Dans le caveat de M. Gray, au contraire, l'application de l'appareil à la transmission électrique de la parole est uniquement indiquée, la description du système est complète, et les dessins qui l'accompagnent sont tellement précis qu'un téléphone exécuté d'après eux pouvait parfaitement fonctionner; c'est du reste ce que M. Gray put constater lui-même quand, quelque temps après, il exécuta son appareil qui ne différait guère de celui à liquide dont parle M. Bell dans son mémoire. À ce titre, M. Elisha Gray se serait trouvé certainement mis en possession du brevet, si une omission de formes de l'office des patentes américaines, qui, comme on le sait, prononce sur la priorité des inventions dans ce pays, n'avait entraîné la déchéance de son caveat, et c'est à propos de cette omission qu'un procès a été intenté dernièrement à M. Bell, devant la Cour suprême de l'office des patentes américaines, pour faire tomber son brevet. Si M. Gray ne s'est pas occupé plus tôt de cette réclamation, c'est qu'il était alors entièrement occupé d'expérimenter son système de téléphone harmonique appliqué aux transmissions télégraphiques qu'il jugeait plus important au point de vue commercial, et que le temps lui avait complètement manqué pour donner suite à cette affaire.

       Quoi qu'il en soit, c'est seulement à partir de la prise de possession de son brevet que M. Bell commença à s'occuper sérieusement du téléphone parlant, et ses efforts ne tardèrent pas à être couronnés de succès, car peu de mois après, il exposait à Philadelphie son téléphone parlant qui excita, dès cette époque, l'attention publique au plus haut degré, et qui, perfectionné encore au point de vue pratique, nous arriva en Europe dans l'automne 1877 avec la forme que nous lui connaissons.

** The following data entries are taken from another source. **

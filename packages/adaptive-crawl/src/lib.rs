//! Adaptive Crawl Engine
//!
//! A query-driven crawl core that decides, page by page, whether continuing
//! to crawl a site is worth it. Instead of exhausting a site up to a depth
//! or page limit, a session maintains a confidence model over what it has
//! learned and stops as soon as the query is answered, the site turns out
//! to be off-topic, or new pages stop adding information.
//!
//! # Design
//!
//! - Query-driven: the frontier is prioritized by expected relevance to a
//!   natural-language query, not by link order
//! - Strategy-pluggable: term-statistical scoring runs fully in-process;
//!   embedding-based scoring goes through a [`SemanticProvider`]
//! - Confidence-stopped: coverage, consistency and saturation combine into
//!   a single confidence value checked after every page
//! - I/O at the edges: fetching and embedding live behind traits; the
//!   engine itself is deterministic given its collaborators
//!
//! # Usage
//!
//! ```rust,ignore
//! use std::sync::Arc;
//! use adaptive_crawl::{AdaptiveSession, SessionConfig, StatisticalStrategy};
//!
//! let fetcher = Arc::new(MyFetcher::new());
//! let strategy = Arc::new(StatisticalStrategy::new());
//! let session = AdaptiveSession::new(fetcher, strategy, SessionConfig::statistical());
//!
//! let result = session.run("https://example.com", "pricing tiers").await?;
//! println!("{:?}: {} pages", result.stop_reason, result.pages.len());
//! ```
//!
//! # Modules
//!
//! - [`traits`] - Collaborator abstractions ([`PageFetcher`], [`SemanticProvider`])
//! - [`types`] - Pages, candidates, query representations, session results
//! - [`strategy`] - Relevance strategies (statistical, embedding)
//! - [`knowledge`] - The per-session knowledge base and aggregates
//! - [`frontier`] - The prioritized candidate queue
//! - [`confidence`] - The coverage/consistency/saturation model
//! - [`stopping`] - The stopping controller
//! - [`session`] - The orchestrator
//! - [`testing`] - Mock implementations for testing

pub mod confidence;
pub mod config;
pub mod error;
pub mod frontier;
pub mod knowledge;
pub mod session;
pub mod stopping;
pub mod strategy;
pub mod testing;
pub mod traits;
pub mod types;

// Re-export core types at crate root
pub use confidence::{ConfidenceEvaluator, ConfidenceSnapshot};
pub use config::{ConfidenceWeights, SessionConfig, StrategyKind};
pub use error::{FetchError, ProviderError, SessionError};
pub use frontier::Frontier;
pub use knowledge::{Aggregate, KnowledgeBase};
pub use session::AdaptiveSession;
pub use stopping::{StopReason, StoppingController};
pub use strategy::{EmbeddingStrategy, RelevanceStrategy, ScoredPage, StatisticalStrategy};
pub use traits::{PageFetcher, SemanticProvider};
pub use types::{
    candidate::CrawlCandidate,
    page::{CrawledPage, DiscoveredLink, FetchedPage, PageRepresentation},
    query::QueryRepresentation,
    result::{PageRecord, RemainingCandidate, SessionResult, SessionStats},
};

      Comme complément à cette histoire sommaire du téléphone, nous devons dire que, depuis sa réussite, bon nombre de réclamations de priorité ont surgi comme par enchantement. Nous voyons d'abord qu'un certain M. John Camack, Anglais d'origine, s'attribue l'invention du téléphone, se basant sur ce qu'en 1865 il aurait non-seulement fait la description de cet appareil, mais encore exécuté les dessins; il ajoute même que si les moyens ne lui avaient pas fait défaut pour le construire, le téléphone aurait été découvert dès cette époque. Une prétention semblable a été également émise par M. Dolbear, compatriote de M. Bell, et nous verrons bientôt ce qu'en dit ce dernier.

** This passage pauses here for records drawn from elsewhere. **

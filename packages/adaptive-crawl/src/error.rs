//! Typed errors for the adaptive crawl engine.
//!
//! Uses `thiserror` for library errors (not `anyhow`) to provide
//! strongly-typed, composable error handling. Per-candidate failures
//! (`FetchError`, `ProviderError`) are recovered inside the session loop;
//! only `SessionError` reaches the caller.

use thiserror::Error;

/// Fatal, session-level errors.
///
/// Anything recoverable (a single failed fetch, a single failed embedding)
/// is handled inside the crawl loop and surfaces in the session result as
/// counters and a stop reason instead.
#[derive(Debug, Error)]
pub enum SessionError {
    /// The seed URL could not be parsed or is not crawlable; no session
    /// is created.
    #[error("invalid seed URL '{url}': {reason}")]
    InvalidSeed { url: String, reason: String },

    /// The seed URL parsed but the very first fetch failed; no session
    /// state worth returning exists at that point.
    #[error("seed unreachable: {url}")]
    SeedUnreachable {
        url: String,
        #[source]
        source: FetchError,
    },

    /// The provider failed during `prepare`, before any page was crawled.
    #[error("query preparation failed: {0}")]
    Prepare(#[from] ProviderError),

    /// The query produced an empty representation (e.g. only stopwords).
    #[error("invalid query: {reason}")]
    InvalidQuery { reason: String },
}

/// Errors from the page-fetch collaborator.
///
/// These are always per-candidate: the candidate is dropped and the
/// session continues.
#[derive(Debug, Error)]
pub enum FetchError {
    /// Network-level failure
    #[error("fetch failed: {0}")]
    Http(#[source] Box<dyn std::error::Error + Send + Sync>),

    /// Fetch exceeded the collaborator's per-fetch timeout
    #[error("timeout fetching: {url}")]
    Timeout { url: String },

    /// The response was not text the engine can score
    #[error("unsupported content at {url}")]
    UnsupportedContent { url: String },

    /// Invalid URL format
    #[error("invalid URL: {url}")]
    InvalidUrl { url: String },
}

/// Errors from the embedding provider collaborator.
#[derive(Debug, Error)]
pub enum ProviderError {
    /// Request-level failure (network, auth, serialization)
    #[error("provider request failed: {0}")]
    Request(#[source] Box<dyn std::error::Error + Send + Sync>),

    /// The provider throttled the call
    #[error("provider rate limited")]
    RateLimited,

    /// The provider answered with an unusable payload
    #[error("provider returned malformed response: {reason}")]
    Malformed { reason: String },
}

/// Result type alias for fetch operations.
pub type FetchResult<T> = std::result::Result<T, FetchError>;

/// Result type alias for provider operations.
pub type ProviderResult<T> = std::result::Result<T, ProviderError>;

      Il en est de même d'un certain M. Manzetti, d'Aoste, qui prétend que son invention téléphonique a été décrite dans beaucoup de journaux de 1865, entre autres dans le Petit Journal, de Paris, du 22 novembre 1865, le Diretto, de Rome, du 10 juillet 1865, l'Écho d'Italie, de New-York, du 9 août 1865, l'Italie, de Florence, du 10 août 1865, la Commune d'Italie, de Gênes, du 1er décembre 1865, la Vérité, de Novarre, du 4 janvier 1866, le Commerce, de Gênes, du 6 janvier 1866. Il est vrai qu'aucune description n'a été donnée de ce système, et que les journaux en question n'ont fait qu'assurer que les expériences qui avaient été faites avaient montré que la solution pratique du problème de la transmission électrique de la parole par ce système était possible. Quoi qu'il en soit, M. Charles Bourseul aurait encore la priorité de l'idée; mais suivant nous, on ne doit ajouter qu'une médiocre confiance à toutes ces revendications faites après coup.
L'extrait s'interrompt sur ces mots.